# Input for this task:
***
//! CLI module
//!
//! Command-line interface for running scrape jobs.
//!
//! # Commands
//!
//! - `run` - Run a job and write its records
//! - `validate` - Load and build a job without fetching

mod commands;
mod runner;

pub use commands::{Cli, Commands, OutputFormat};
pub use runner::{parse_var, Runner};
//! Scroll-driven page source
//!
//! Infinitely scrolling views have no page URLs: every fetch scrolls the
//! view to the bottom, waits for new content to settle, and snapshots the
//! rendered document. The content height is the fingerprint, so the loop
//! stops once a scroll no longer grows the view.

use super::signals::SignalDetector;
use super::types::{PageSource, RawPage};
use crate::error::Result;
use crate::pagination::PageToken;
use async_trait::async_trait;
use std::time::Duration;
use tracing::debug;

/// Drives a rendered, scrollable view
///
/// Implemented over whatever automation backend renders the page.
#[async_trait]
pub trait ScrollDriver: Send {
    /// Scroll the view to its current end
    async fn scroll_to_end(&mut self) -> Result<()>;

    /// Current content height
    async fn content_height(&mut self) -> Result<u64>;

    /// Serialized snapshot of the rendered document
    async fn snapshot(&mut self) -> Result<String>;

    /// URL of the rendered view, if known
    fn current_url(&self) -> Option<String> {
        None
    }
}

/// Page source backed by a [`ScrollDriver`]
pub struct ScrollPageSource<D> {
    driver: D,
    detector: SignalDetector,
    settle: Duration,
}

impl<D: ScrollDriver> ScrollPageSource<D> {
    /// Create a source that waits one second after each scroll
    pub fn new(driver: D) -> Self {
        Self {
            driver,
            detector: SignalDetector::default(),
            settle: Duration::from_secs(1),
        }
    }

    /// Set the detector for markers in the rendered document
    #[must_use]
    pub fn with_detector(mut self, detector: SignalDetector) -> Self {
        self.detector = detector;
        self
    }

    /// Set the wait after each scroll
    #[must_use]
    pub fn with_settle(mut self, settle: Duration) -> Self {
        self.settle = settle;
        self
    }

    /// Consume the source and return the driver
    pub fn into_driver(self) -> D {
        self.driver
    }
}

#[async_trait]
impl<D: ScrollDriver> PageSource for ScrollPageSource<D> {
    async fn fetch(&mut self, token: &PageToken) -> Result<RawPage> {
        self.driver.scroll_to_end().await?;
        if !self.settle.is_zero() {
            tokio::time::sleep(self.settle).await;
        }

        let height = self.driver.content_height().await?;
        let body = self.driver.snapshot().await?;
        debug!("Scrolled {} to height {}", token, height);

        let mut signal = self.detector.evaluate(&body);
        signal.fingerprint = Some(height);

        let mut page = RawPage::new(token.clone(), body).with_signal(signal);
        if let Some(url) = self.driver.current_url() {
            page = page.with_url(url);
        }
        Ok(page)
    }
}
***
# What is expected:
When you reach the line with "self.settle = settle;" in the records above, start writing out lines exactly, and stop once the line with "let height = self.driver.content_height().await?;" has been written; include nothing else.

# Answer box:
        self.settle = settle;
        self
    }

    /// Consume the source and return the driver
    pub fn into_driver(self) -> D {
        self.driver
    }
}

#[async_trait]
impl<D: ScrollDriver> PageSource for ScrollPageSource<D> {
    async fn fetch(&mut self, token: &PageToken) -> Result<RawPage> {
        self.driver.scroll_to_end().await?;
        if !self.settle.is_zero() {
            tokio::time::sleep(self.settle).await;
        }

        let height = self.driver.content_height().await?;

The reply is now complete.